When the line with "pub(super) fn nest_enums(&mut" appears below, start repeating lines exactly, and keep going through the line with "longer name it."; add nothing outside that span.

===== SOURCE MATERIAL

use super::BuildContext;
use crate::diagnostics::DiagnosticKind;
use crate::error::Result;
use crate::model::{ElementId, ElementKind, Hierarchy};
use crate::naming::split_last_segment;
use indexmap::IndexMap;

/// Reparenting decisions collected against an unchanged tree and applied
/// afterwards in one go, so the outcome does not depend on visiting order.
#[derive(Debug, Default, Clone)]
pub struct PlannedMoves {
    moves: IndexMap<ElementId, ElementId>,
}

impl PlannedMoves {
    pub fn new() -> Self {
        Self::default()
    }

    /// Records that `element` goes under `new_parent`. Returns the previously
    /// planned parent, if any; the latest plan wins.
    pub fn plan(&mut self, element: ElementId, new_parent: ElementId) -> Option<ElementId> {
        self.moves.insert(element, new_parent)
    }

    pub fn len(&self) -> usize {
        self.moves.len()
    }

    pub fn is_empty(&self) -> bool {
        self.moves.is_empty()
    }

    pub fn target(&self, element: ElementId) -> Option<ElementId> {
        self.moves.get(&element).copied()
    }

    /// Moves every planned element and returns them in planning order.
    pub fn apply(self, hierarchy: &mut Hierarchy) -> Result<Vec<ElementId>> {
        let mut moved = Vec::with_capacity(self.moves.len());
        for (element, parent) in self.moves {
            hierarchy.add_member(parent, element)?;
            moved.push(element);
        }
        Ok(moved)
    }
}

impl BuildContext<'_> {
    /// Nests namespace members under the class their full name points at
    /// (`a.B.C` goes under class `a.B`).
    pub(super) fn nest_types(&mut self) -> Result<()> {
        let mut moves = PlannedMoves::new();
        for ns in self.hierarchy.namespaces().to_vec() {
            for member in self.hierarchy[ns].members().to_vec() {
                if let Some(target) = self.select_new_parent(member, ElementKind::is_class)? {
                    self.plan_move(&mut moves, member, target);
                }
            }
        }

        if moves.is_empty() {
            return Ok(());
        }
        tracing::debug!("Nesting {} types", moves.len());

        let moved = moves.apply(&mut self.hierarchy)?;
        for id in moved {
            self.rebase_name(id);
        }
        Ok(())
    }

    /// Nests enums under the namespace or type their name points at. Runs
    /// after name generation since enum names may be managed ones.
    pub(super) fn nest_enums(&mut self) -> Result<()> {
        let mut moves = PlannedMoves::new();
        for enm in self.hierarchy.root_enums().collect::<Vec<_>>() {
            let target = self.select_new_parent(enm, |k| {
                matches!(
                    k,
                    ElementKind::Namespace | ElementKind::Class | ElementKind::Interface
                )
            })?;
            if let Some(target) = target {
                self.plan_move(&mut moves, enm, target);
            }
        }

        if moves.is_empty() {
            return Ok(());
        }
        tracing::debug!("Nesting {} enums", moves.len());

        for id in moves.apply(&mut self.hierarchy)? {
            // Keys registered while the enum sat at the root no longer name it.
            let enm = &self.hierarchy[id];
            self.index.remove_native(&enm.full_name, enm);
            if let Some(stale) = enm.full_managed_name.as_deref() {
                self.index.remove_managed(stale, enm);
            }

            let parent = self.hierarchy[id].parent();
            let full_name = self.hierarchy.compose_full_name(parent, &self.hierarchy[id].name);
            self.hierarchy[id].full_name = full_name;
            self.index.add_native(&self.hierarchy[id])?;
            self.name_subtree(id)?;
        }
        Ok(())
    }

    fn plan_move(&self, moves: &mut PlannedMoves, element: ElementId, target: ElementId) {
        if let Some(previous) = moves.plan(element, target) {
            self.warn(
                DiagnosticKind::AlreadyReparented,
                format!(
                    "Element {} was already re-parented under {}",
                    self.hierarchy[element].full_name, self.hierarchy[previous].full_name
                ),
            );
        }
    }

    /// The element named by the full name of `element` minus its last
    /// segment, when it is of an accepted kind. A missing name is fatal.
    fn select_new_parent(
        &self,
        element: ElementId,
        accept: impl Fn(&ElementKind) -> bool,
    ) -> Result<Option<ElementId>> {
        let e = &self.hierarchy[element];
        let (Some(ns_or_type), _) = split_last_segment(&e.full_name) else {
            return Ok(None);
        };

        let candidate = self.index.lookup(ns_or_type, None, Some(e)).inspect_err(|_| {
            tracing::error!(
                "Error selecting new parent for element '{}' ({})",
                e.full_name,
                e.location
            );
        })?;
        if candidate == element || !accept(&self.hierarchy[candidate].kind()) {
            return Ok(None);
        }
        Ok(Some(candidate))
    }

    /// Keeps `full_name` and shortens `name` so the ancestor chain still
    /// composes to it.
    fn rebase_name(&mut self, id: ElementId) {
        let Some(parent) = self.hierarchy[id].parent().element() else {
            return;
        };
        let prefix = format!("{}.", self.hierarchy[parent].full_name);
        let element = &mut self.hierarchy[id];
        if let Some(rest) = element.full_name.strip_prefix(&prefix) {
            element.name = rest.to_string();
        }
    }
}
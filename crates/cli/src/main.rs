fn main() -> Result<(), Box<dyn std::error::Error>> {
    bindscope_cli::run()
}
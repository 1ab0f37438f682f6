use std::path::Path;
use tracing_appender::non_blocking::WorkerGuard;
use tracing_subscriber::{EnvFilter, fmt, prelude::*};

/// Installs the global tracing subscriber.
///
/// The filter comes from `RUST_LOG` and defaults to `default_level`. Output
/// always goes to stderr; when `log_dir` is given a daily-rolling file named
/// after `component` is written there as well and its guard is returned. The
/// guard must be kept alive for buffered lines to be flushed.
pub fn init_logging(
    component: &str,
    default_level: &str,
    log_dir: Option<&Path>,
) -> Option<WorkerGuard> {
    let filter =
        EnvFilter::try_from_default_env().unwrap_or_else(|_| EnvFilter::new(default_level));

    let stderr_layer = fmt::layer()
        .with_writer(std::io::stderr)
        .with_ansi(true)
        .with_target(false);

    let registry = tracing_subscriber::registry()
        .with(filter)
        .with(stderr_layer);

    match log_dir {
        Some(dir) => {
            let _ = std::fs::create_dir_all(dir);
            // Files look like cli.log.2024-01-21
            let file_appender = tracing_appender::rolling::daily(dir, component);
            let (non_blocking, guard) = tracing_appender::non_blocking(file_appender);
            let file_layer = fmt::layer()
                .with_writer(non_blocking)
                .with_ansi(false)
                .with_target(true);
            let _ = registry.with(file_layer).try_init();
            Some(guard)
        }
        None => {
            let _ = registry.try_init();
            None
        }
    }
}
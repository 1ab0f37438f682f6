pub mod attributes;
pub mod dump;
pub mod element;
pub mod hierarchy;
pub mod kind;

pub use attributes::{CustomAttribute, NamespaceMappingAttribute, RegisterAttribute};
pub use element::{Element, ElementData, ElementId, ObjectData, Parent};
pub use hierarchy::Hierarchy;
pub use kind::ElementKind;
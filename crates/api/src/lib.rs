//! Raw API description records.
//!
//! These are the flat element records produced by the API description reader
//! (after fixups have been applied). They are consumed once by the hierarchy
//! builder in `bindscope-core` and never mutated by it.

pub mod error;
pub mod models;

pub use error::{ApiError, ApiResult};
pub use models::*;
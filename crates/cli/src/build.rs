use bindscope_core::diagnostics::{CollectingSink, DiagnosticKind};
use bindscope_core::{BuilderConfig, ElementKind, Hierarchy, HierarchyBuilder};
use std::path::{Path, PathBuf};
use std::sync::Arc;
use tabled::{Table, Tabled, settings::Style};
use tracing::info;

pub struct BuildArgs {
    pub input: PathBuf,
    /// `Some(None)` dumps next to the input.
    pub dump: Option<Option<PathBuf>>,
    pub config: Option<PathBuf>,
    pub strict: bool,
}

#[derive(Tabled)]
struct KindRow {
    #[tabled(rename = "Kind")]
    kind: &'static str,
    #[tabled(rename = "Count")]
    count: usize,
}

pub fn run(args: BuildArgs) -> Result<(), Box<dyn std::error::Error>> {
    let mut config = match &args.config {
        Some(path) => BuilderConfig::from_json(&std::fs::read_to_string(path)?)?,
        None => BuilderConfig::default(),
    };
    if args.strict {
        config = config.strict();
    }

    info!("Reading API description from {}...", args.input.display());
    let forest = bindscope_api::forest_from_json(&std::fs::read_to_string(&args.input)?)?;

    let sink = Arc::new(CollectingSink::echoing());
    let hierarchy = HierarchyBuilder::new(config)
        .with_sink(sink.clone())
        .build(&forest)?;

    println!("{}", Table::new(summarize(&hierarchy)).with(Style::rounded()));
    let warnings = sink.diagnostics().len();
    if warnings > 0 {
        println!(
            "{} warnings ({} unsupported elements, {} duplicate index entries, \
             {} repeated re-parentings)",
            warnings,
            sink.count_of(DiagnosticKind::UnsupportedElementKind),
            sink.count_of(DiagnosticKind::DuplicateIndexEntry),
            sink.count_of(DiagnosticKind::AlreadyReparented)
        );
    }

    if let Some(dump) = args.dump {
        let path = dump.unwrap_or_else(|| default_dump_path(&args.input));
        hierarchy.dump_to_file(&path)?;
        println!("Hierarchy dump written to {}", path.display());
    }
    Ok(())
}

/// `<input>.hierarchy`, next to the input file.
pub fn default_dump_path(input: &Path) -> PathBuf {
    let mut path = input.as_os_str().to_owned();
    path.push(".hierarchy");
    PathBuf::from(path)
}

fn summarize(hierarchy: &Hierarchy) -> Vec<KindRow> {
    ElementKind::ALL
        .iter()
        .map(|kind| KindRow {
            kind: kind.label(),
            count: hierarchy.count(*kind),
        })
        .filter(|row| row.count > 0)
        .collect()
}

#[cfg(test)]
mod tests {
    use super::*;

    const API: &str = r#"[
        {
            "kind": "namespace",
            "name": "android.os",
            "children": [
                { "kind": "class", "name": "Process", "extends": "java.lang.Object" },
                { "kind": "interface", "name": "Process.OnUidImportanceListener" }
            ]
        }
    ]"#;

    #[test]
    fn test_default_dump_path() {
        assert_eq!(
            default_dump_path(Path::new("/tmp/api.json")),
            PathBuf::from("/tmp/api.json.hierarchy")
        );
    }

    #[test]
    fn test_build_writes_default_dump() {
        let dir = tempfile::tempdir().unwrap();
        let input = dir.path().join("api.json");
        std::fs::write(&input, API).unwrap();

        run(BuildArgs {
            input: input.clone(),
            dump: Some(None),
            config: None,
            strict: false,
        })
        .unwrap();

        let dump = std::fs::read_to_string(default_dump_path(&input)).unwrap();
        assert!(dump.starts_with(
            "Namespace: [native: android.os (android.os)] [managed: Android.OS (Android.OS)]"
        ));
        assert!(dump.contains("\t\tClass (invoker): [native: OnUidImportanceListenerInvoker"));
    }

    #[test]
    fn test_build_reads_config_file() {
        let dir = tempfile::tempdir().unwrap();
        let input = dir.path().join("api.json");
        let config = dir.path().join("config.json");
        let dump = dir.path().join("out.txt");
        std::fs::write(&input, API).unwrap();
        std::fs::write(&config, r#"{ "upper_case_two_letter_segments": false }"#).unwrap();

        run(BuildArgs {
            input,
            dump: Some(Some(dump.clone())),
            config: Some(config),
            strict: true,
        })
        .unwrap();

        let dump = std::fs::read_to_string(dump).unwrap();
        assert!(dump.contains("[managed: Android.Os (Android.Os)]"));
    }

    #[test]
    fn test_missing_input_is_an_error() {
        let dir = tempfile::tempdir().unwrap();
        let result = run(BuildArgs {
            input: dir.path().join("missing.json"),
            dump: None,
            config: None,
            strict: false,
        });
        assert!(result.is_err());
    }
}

==========

## OUTPUT FOR THIS EXERCISE
    pub(super) fn nest_enums(&mut self) -> Result<()> {
        let mut moves = PlannedMoves::new();
        for enm in self.hierarchy.root_enums().collect::<Vec<_>>() {
            let target = self.select_new_parent(enm, |k| {
                matches!(
                    k,
                    ElementKind::Namespace | ElementKind::Class | ElementKind::Interface
                )
            })?;
            if let Some(target) = target {
                self.plan_move(&mut moves, enm, target);
            }
        }

        if moves.is_empty() {
            return Ok(());
        }
        tracing::debug!("Nesting {} enums", moves.len());

        for id in moves.apply(&mut self.hierarchy)? {
            // Keys registered while the enum sat at the root no longer name it.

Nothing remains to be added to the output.